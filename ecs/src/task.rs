//! Task operations.

use chrono::Utc;
use stevedore_model::{
    HealthStatus, LaunchType, Task, TaskDefinition, TaskStatus, arn,
};
use stevedore_orchestrator::Coordinator;
use stevedore_store::{PageRequest, StoreError, TaskFilter};

use crate::api::*;
use crate::core::Ecs;
use crate::error::{EcsError, Result};

const MAX_RUN_COUNT: i32 = 10;
const STOP_RETRIES: usize = 3;

impl Ecs {
    /// Create `count` task records in PROVISIONING and emit their pods.
    /// Per-task projection failures land in the failures array; the call
    /// only errors when not a single task was created.
    pub async fn run_task(&self, request: RunTaskRequest) -> Result<RunTaskResponse> {
        let cluster = self.require_cluster(request.cluster.as_deref()).await?;
        let task_definition = self
            .resolve_task_definition(&request.task_definition)
            .await?;
        let count = request.count.unwrap_or(1);
        if !(1..=MAX_RUN_COUNT).contains(&count) {
            return Err(EcsError::InvalidParameter(format!(
                "count must be between 1 and {}",
                MAX_RUN_COUNT
            )));
        }

        let mut tasks = Vec::new();
        let mut failures = Vec::new();
        for _ in 0..count {
            let task = self.new_task(
                &cluster.cluster_arn,
                &task_definition,
                request.launch_type.unwrap_or_default(),
                request.started_by.clone(),
                request.group.clone(),
                None,
            );
            self.storage.tasks().create(&task).await?;
            match self.coordinator.create_task(&task, &task_definition).await {
                Ok(updated) => {
                    self.publish(
                        "task_update",
                        "task",
                        updated.task_id(),
                        serde_json::to_value(&updated).ok(),
                    )
                    .await;
                    tasks.push(updated);
                }
                Err(e) => {
                    // No degraded fallback: remove the record so no task
                    // exists without a pod behind it.
                    tracing::error!(error = %e, task = %task.task_arn, "pod creation failed");
                    let _ = self
                        .storage
                        .tasks()
                        .delete(&task.cluster_arn, task.task_id())
                        .await;
                    failures.push(Failure {
                        arn: task.task_arn.clone(),
                        reason: "RESOURCE:FAILED".into(),
                        detail: Some(e.to_string()),
                    });
                }
            }
        }

        if tasks.is_empty()
            && let Some(first) = failures.first()
        {
            return Err(EcsError::Unavailable(
                first
                    .detail
                    .clone()
                    .unwrap_or_else(|| "task placement failed".into()),
            ));
        }
        Ok(RunTaskResponse { tasks, failures })
    }

    /// Like RunTask but pinned to explicit container instances.
    pub async fn start_task(&self, request: StartTaskRequest) -> Result<RunTaskResponse> {
        let cluster = self.require_cluster(request.cluster.as_deref()).await?;
        let task_definition = self
            .resolve_task_definition(&request.task_definition)
            .await?;
        if request.container_instances.is_empty() {
            return Err(EcsError::InvalidParameter(
                "containerInstances is required".into(),
            ));
        }

        let mut tasks = Vec::new();
        let mut failures = Vec::new();
        for identifier in &request.container_instances {
            let instance_id = arn::container_instance_id(identifier);
            let Some(instance) = self
                .storage
                .container_instances()
                .get(&cluster.cluster_arn, instance_id)
                .await?
            else {
                failures.push(Failure::missing(
                    self.identity
                        .container_instance_arn(&cluster.cluster_name, instance_id),
                ));
                continue;
            };
            let task = self.new_task(
                &cluster.cluster_arn,
                &task_definition,
                LaunchType::Ec2,
                request.started_by.clone(),
                request.group.clone(),
                Some(instance.container_instance_arn.clone()),
            );
            self.storage.tasks().create(&task).await?;
            match self.coordinator.create_task(&task, &task_definition).await {
                Ok(updated) => tasks.push(updated),
                Err(e) => {
                    let _ = self
                        .storage
                        .tasks()
                        .delete(&task.cluster_arn, task.task_id())
                        .await;
                    failures.push(Failure {
                        arn: task.task_arn.clone(),
                        reason: "RESOURCE:FAILED".into(),
                        detail: Some(e.to_string()),
                    });
                }
            }
        }
        Ok(RunTaskResponse { tasks, failures })
    }

    /// Idempotent: stopping an already-stopping task returns the current
    /// record. The pod deletion runs asynchronously; its failure is only
    /// surfaced when the record update itself failed.
    pub async fn stop_task(&self, request: StopTaskRequest) -> Result<TaskResponse> {
        let cluster = self.require_cluster(request.cluster.as_deref()).await?;
        let task_id = arn::task_id(&request.task).to_string();

        for _ in 0..STOP_RETRIES {
            let task = self
                .storage
                .tasks()
                .get(&cluster.cluster_arn, &task_id)
                .await?
                .ok_or_else(|| EcsError::NotFound(format!("task {} not found", request.task)))?;

            if task.desired_status == TaskStatus::Stopped {
                return Ok(TaskResponse { task });
            }

            let mut next = task.clone();
            next.desired_status = TaskStatus::Stopped;
            next.stopping_at = Some(Utc::now());
            next.stopped_reason = Some(
                request
                    .reason
                    .clone()
                    .unwrap_or_else(|| "Task stopped".to_string()),
            );
            match self.storage.tasks().update(&next).await {
                Ok(persisted) => {
                    let coordinator = self.coordinator.clone();
                    let to_stop = persisted.clone();
                    tokio::spawn(async move {
                        if let Err(e) = coordinator.stop_task(&to_stop).await {
                            tracing::error!(error = %e, task = %to_stop.task_arn, "pod deletion failed");
                        }
                    });
                    self.publish(
                        "task_update",
                        "task",
                        persisted.task_id(),
                        serde_json::to_value(&persisted).ok(),
                    )
                    .await;
                    return Ok(TaskResponse { task: persisted });
                }
                Err(StoreError::StaleVersion(_)) => continue,
                Err(e) => return Err(e.into()),
            }
        }
        Err(EcsError::Internal("stop task kept conflicting".into()))
    }

    pub async fn describe_tasks(
        &self,
        request: DescribeTasksRequest,
    ) -> Result<DescribeTasksResponse> {
        let cluster = self.require_cluster(request.cluster.as_deref()).await?;
        let mut tasks = Vec::new();
        let mut failures = Vec::new();
        for identifier in &request.tasks {
            let task_id = arn::task_id(identifier);
            match self
                .storage
                .tasks()
                .get(&cluster.cluster_arn, task_id)
                .await?
            {
                Some(task) => tasks.push(task),
                None => failures.push(Failure::missing(
                    self.identity.task_arn(&cluster.cluster_name, task_id),
                )),
            }
        }
        Ok(DescribeTasksResponse { tasks, failures })
    }

    pub async fn list_tasks(&self, request: ListTasksRequest) -> Result<ListTasksResponse> {
        let cluster = self.require_cluster(request.cluster.as_deref()).await?;
        let filter = TaskFilter {
            cluster_arn: cluster.cluster_arn.clone(),
            service_name: request.service_name,
            family: request.family,
            started_by: request.started_by,
            launch_type: request.launch_type,
            desired_status: request.desired_status,
        };
        let page = self
            .storage
            .tasks()
            .list(
                &filter,
                &PageRequest {
                    max_results: request.max_results,
                    next_token: request.next_token,
                },
            )
            .await?;
        Ok(ListTasksResponse {
            task_arns: page.items.into_iter().map(|t| t.task_arn).collect(),
            next_token: page.next_token,
        })
    }

    pub(crate) fn new_task(
        &self,
        cluster_arn: &str,
        task_definition: &TaskDefinition,
        launch_type: LaunchType,
        started_by: Option<String>,
        group: Option<String>,
        container_instance_arn: Option<String>,
    ) -> Task {
        let now = Utc::now();
        let task_id = arn::random_task_id();
        let cluster_name = arn::cluster_name(cluster_arn);
        Task {
            task_arn: self.identity.task_arn(cluster_name, &task_id),
            cluster_arn: cluster_arn.to_string(),
            task_definition_arn: task_definition.task_definition_arn.clone(),
            container_instance_arn,
            last_status: TaskStatus::Provisioning,
            desired_status: TaskStatus::Running,
            launch_type,
            started_by,
            group: group.or_else(|| Some(format!("family:{}", task_definition.family))),
            containers: Coordinator::synthesize_containers(task_definition),
            attachments: vec![],
            attributes: vec![],
            health_status: HealthStatus::Unknown,
            created_at: now,
            started_at: None,
            pull_started_at: None,
            pull_stopped_at: None,
            stopping_at: None,
            stopped_at: None,
            execution_stopped_at: None,
            stopped_reason: None,
            stop_code: None,
            pod_name: None,
            namespace: None,
            region: self.identity.region.clone(),
            account_id: self.identity.account_id.clone(),
            updated_at: now,
            version: 0,
        }
    }
}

_ _ _ _ _ _ _

*Task directions*
Repeat each line of the data above, exactly as it appears, from the first through the line that contains "const MAX_RUN_COUNT: i32 = 10;".

*Written answer*
filename ecs/src/task.rs
//! Task operations.

use chrono::Utc;
use stevedore_model::{
    HealthStatus, LaunchType, Task, TaskDefinition, TaskStatus, arn,
};
use stevedore_orchestrator::Coordinator;
use stevedore_store::{PageRequest, StoreError, TaskFilter};

use crate::api::*;
use crate::core::Ecs;
use crate::error::{EcsError, Result};

const MAX_RUN_COUNT: i32 = 10;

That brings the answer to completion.